We primarily use an object-level F1-score, evaluated at multiple IoU thresholds to compare the different algorithms and models. For density, counts, and whole slide-level single-cell spatial analysis, the F1-score at an IoU threshold of 0.5 is a good metric as it captures the accuracy of the object detection task. For spatial profiling of mIF data using nuclear and membrane markers, it is important to accurately segment the boundaries of the nuclei as well as to capture the staining of markers in and around the nuclei so that the cell phenotype classifiers can accurately assign phenotypes to the cells. For studies where the morphology of individual nuclei is being studied, the F1-score at high IoU thresholds is a better metric. Therefore, we also define another composite metric: the area under the curve (AUC) of the F1-score across all IoU thresholds, providing a collective measure of both the accuracy of the object detection task and the segmented morphology.

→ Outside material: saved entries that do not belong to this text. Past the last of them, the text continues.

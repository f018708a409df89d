/*
highscores.rs

Copyright 2025 Hervé Quatremain

This file is part of Escaperoom.

Escaperoom is free software: you can redistribute it and/or modify it under the
terms of the GNU General Public License as published by the Free Software
Foundation, either version 3 of the License, or (at your option) any later
version.

Escaperoom is distributed in the hope that it will be useful, but WITHOUT ANY
WARRANTY; without even the implied warranty of MERCHANTABILITY or FITNESS FOR
A PARTICULAR PURPOSE. See the GNU General Public License for more details.

You should have received a copy of the GNU General Public License along with
Escaperoom. If not, see <https://www.gnu.org/licenses/>.

SPDX-License-Identifier: GPL-3.0-or-later
*/

//! Manage the leaderboard of a puzzle.
//!
//! The main object, [`Leaderboard`], keeps two rankings for one puzzle: the best times and the
//! lowest move counts, each limited to [`BOARD_SIZE`] entries.
//! The [`crate::saver::leaderboard`] module saves and restores the [`Leaderboard`] object in a
//! text file.

use serde::{Deserialize, Serialize};

/// Number of entries per ranking (number of top scores to keep).
pub const BOARD_SIZE: usize = 3;

/// Object that represents a score.
#[derive(Serialize, Deserialize, Debug, Clone, PartialEq)]
pub struct LeaderboardEntry {
    /// Name the player entered.
    pub player_name: String,

    /// Seconds it took to solve the puzzle, rounded to two decimals.
    pub time: f64,

    /// Number of moves it took to solve the puzzle.
    pub moves: i64,
}

/// Which rankings a solved puzzle made it to.
#[derive(Serialize, Debug, Clone, Copy, PartialEq)]
pub enum Qualification {
    Both,
    Time,
    Moves,
}

impl Qualification {
    /// Whether the time ranking is concerned.
    pub fn includes_time(&self) -> bool {
        matches!(self, Qualification::Both | Qualification::Time)
    }

    /// Whether the moves ranking is concerned.
    pub fn includes_moves(&self) -> bool {
        matches!(self, Qualification::Both | Qualification::Moves)
    }
}

/// Round a time to two decimals, which is the precision of the leaderboard file.
pub fn round_time(time: f64) -> f64 {
    (time * 100.0).round() / 100.0
}

/// Remove the characters that the leaderboard file uses as separators.
fn clean_name(name: &str) -> String {
    name.chars()
        .filter(|c| !matches!(c, ',' | '(' | ')' | '\n' | '\r'))
        .collect::<String>()
        .trim()
        .to_string()
}

/// Sorted lists of the top scores for a puzzle.
#[derive(Serialize, Deserialize, Debug, Clone, Default, PartialEq)]
pub struct Leaderboard {
    /// Best times, fastest first.
    top_times: Vec<LeaderboardEntry>,

    /// Best move counts, lowest first.
    top_moves: Vec<LeaderboardEntry>,
}

impl Leaderboard {
    /// Create an empty [`Leaderboard`] object.
    pub fn new() -> Self {
        Self {
            top_times: Vec::with_capacity(BOARD_SIZE + 1),
            top_moves: Vec::with_capacity(BOARD_SIZE + 1),
        }
    }

    /// Add a time to the time ranking and return the position in the ranking, or None if the
    /// time does not make it to the board.
    ///
    /// The returned position starts at 1 (top score). Equal times keep their arrival order.
    pub fn add_time_entry(&mut self, player_name: &str, time: f64) -> Option<usize> {
        self.top_times.push(LeaderboardEntry {
            player_name: clean_name(player_name),
            time: round_time(time),
            moves: 0,
        });
        let new_index: usize = self.top_times.len() - 1;
        Self::rank(&mut self.top_times, new_index, |a, b| a.time.total_cmp(&b.time))
    }

    /// Add a move count to the moves ranking and return the position in the ranking, or None if
    /// it does not make it to the board.
    ///
    /// Counts of zero or less are ignored.
    pub fn add_moves_entry(&mut self, player_name: &str, moves: i64) -> Option<usize> {
        if moves <= 0 {
            return None;
        }
        self.top_moves.push(LeaderboardEntry {
            player_name: clean_name(player_name),
            time: 0.0,
            moves,
        });
        let new_index: usize = self.top_moves.len() - 1;
        Self::rank(&mut self.top_moves, new_index, |a, b| a.moves.cmp(&b.moves))
    }

    /// Sort the ranking, cut it to [`BOARD_SIZE`] entries, and return the 1-based position of
    /// the entry that was at `new_index`.
    fn rank<F>(entries: &mut Vec<LeaderboardEntry>, new_index: usize, compare: F) -> Option<usize>
    where
        F: Fn(&LeaderboardEntry, &LeaderboardEntry) -> std::cmp::Ordering,
    {
        let mut indexed: Vec<(usize, LeaderboardEntry)> = entries.drain(..).enumerate().collect();
        // Stable sort: equal scores keep their arrival order
        indexed.sort_by(|(_, a), (_, b)| compare(a, b));
        indexed.truncate(BOARD_SIZE);

        let position: Option<usize> = indexed
            .iter()
            .position(|(i, _)| *i == new_index)
            .map(|p| p + 1);
        entries.extend(indexed.into_iter().map(|(_, e)| e));
        position
    }

    /// Whether the time would enter the time ranking.
    ///
    /// True when the ranking is not full, or when the time is strictly better than the worst
    /// time of the ranking.
    pub fn is_top_time(&self, time: f64) -> bool {
        if self.top_times.len() < BOARD_SIZE {
            return true;
        }
        let worst: f64 = self
            .top_times
            .iter()
            .map(|e| e.time)
            .fold(f64::NEG_INFINITY, f64::max);
        time < worst
    }

    /// Whether the move count would enter the moves ranking.
    pub fn is_top_move(&self, moves: i64) -> bool {
        match self.top_moves.iter().map(|e| e.moves).max() {
            Some(worst) if self.top_moves.len() >= BOARD_SIZE => moves < worst,
            _ => true,
        }
    }

    /// Which rankings the result makes it to, or None.
    ///
    /// A move count that [`Leaderboard::add_moves_entry`] would ignore never qualifies.
    pub fn qualify(&self, time: f64, moves: i64) -> Option<Qualification> {
        let top_time: bool = self.is_top_time(round_time(time));
        let top_move: bool = moves > 0 && self.is_top_move(moves);

        match (top_time, top_move) {
            (true, true) => Some(Qualification::Both),
            (true, false) => Some(Qualification::Time),
            (false, true) => Some(Qualification::Moves),
            (false, false) => None,
        }
    }

    /// Add the result to the rankings given by `qualification`.
    pub fn record(&mut self, player_name: &str, time: f64, moves: i64, qualification: Qualification) {
        if qualification.includes_time() {
            self.add_time_entry(player_name, time);
        }
        if qualification.includes_moves() {
            self.add_moves_entry(player_name, moves);
        }
    }

    /// Best times, fastest first.
    pub fn top_times(&self) -> &[LeaderboardEntry] {
        &self.top_times
    }

    /// Best move counts, lowest first.
    pub fn top_moves(&self) -> &[LeaderboardEntry] {
        &self.top_moves
    }

    #[cfg(test)]
    pub fn is_empty(&self) -> bool {
        self.top_times.is_empty() && self.top_moves.is_empty()
    }
}

#[cfg(test)]
mod tests {
    use super::*;

    fn names(entries: &[LeaderboardEntry]) -> Vec<&str> {
        entries.iter().map(|e| e.player_name.as_str()).collect()
    }

    #[test]
    fn times_are_sorted_and_capped() {
        let mut board: Leaderboard = Leaderboard::new();
        assert_eq!(board.add_time_entry("A", 10.0), Some(1));
        assert_eq!(board.add_time_entry("B", 5.0), Some(1));
        assert_eq!(board.add_time_entry("C", 20.0), Some(3));
        assert_eq!(board.add_time_entry("D", 1.0), Some(1));
        assert_eq!(names(board.top_times()), vec!["D", "B", "A"]);
        assert!(!board.is_top_time(20.0));
        assert!(!board.is_top_time(10.0));
        assert!(board.is_top_time(4.0));
        assert_eq!(board.add_time_entry("E", 30.0), None);
        assert_eq!(board.top_times().len(), BOARD_SIZE);
    }

    #[test]
    fn equal_times_keep_arrival_order() {
        let mut board: Leaderboard = Leaderboard::new();
        board.add_time_entry("first", 3.0);
        board.add_time_entry("second", 3.0);
        assert_eq!(board.add_time_entry("third", 3.0), Some(3));
        assert_eq!(board.add_time_entry("fourth", 3.0), None);
        assert_eq!(names(board.top_times()), vec!["first", "second", "third"]);
    }

    #[test]
    fn non_positive_moves_are_ignored() {
        let mut board: Leaderboard = Leaderboard::new();
        board.add_moves_entry("A", 12);
        let before: Leaderboard = board.clone();
        assert_eq!(board.add_moves_entry("B", 0), None);
        assert_eq!(board.add_moves_entry("C", -5), None);
        assert_eq!(board, before);
    }

    #[test]
    fn moves_are_sorted_and_capped() {
        let mut board: Leaderboard = Leaderboard::new();
        board.add_moves_entry("A", 40);
        board.add_moves_entry("B", 31);
        board.add_moves_entry("C", 63);
        assert!(board.is_top_move(62));
        assert!(!board.is_top_move(63));
        assert_eq!(board.add_moves_entry("D", 35), Some(2));
        assert_eq!(names(board.top_moves()), vec!["B", "D", "A"]);
    }

    #[test]
    fn empty_board_accepts_anything() {
        let board: Leaderboard = Leaderboard::new();
        assert!(board.is_top_time(1e9));
        assert!(board.is_top_move(1_000_000));
        assert!(board.is_empty());
    }

    #[test]
    fn qualification() {
        let mut board: Leaderboard = Leaderboard::new();
        for (name, time, moves) in [("A", 10.0, 10), ("B", 20.0, 20), ("C", 30.0, 30)] {
            board.add_time_entry(name, time);
            board.add_moves_entry(name, moves);
        }
        assert_eq!(board.qualify(5.0, 5), Some(Qualification::Both));
        assert_eq!(board.qualify(5.0, 50), Some(Qualification::Time));
        assert_eq!(board.qualify(50.0, 5), Some(Qualification::Moves));
        assert_eq!(board.qualify(50.0, 50), None);
        // Lights Out can be solved with the click that opens it
        assert_eq!(board.qualify(50.0, 0), None);

        board.record("Z", 5.0, 50, Qualification::Time);
        assert_eq!(names(board.top_times()), vec!["Z", "A", "B"]);
        assert_eq!(names(board.top_moves()), vec!["A", "B", "C"]);
    }

    #[test]
    fn times_are_rounded_and_names_cleaned() {
        let mut board: Leaderboard = Leaderboard::new();
        board.add_time_entry(" Ann, the 2nd\n", 12.345_6);
        assert_eq!(board.top_times()[0].player_name, "Ann the 2nd");
        assert_eq!(board.top_times()[0].time, 12.35);
        board.add_time_entry("(Amy)", 20.0);
        assert_eq!(board.top_times()[1].player_name, "Amy");
    }
}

From the results of this study, it is clear that Cellpose model performance can be improved by re-annotating false negative predictions and Memser’s can be improved by removing/editing false positive predictions. This can be done via a human-in-the-loop approach to improve model performance on specific datasets. In line with this, our lab has worked extensively with Cellpose on other datasets and has seen significant improvement in nuclear segmentation accuracy by providing fine-tuning annotations for the nuclei that the base Cellpose model misses/under segments. However, the need for extensive training data in deep learning models is a challenge in their customization and evaluation. There is research being conducted to use a combination of classical segmentation techniques (Otsu thresholding and watershed algorithms) to automate and fast-track dataset annotation for deep learning segmentation model training and testing^53,54, enabling their widespread use.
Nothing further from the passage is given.